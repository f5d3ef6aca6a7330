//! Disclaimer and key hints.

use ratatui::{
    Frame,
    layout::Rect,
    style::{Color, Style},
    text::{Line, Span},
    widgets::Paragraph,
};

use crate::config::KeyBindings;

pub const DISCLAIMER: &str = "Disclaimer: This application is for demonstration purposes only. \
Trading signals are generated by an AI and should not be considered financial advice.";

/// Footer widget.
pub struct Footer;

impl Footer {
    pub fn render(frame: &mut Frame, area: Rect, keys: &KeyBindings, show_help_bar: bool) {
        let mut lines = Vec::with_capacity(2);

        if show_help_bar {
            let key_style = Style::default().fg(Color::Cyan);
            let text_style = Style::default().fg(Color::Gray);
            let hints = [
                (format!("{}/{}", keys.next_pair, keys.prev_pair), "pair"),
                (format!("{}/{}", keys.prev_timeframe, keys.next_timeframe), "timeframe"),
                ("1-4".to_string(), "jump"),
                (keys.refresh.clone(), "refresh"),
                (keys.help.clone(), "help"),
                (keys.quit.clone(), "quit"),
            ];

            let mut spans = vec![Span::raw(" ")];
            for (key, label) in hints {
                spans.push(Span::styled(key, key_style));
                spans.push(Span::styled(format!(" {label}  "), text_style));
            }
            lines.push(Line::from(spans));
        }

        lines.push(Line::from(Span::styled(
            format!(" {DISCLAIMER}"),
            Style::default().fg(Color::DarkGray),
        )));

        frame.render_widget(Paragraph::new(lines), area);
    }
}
·····
**EXERCISE DIRECTIONS**
Your task is to retype the complete material exactly as it was given.

**ANSWER FOR THE TASK**
repository f5d3ef6aca6a7330
//! Disclaimer and key hints.

use ratatui::{
    Frame,
    layout::Rect,
    style::{Color, Style},
    text::{Line, Span},
    widgets::Paragraph,
};

use crate::config::KeyBindings;

pub const DISCLAIMER: &str = "Disclaimer: This application is for demonstration purposes only. \
Trading signals are generated by an AI and should not be considered financial advice.";

/// Footer widget.
pub struct Footer;

impl Footer {
    pub fn render(frame: &mut Frame, area: Rect, keys: &KeyBindings, show_help_bar: bool) {
        let mut lines = Vec::with_capacity(2);

        if show_help_bar {
            let key_style = Style::default().fg(Color::Cyan);
            let text_style = Style::default().fg(Color::Gray);
            let hints = [
                (format!("{}/{}", keys.next_pair, keys.prev_pair), "pair"),
                (format!("{}/{}", keys.prev_timeframe, keys.next_timeframe), "timeframe"),
                ("1-4".to_string(), "jump"),
                (keys.refresh.clone(), "refresh"),
                (keys.help.clone(), "help"),
                (keys.quit.clone(), "quit"),
            ];

            let mut spans = vec![Span::raw(" ")];
            for (key, label) in hints {
                spans.push(Span::styled(key, key_style));
                spans.push(Span::styled(format!(" {label}  "), text_style));
            }
            lines.push(Line::from(spans));
        }

        lines.push(Line::from(Span::styled(
            format!(" {DISCLAIMER}"),
            Style::default().fg(Color::DarkGray),
        )));

        frame.render_widget(Paragraph::new(lines), area);
    }
}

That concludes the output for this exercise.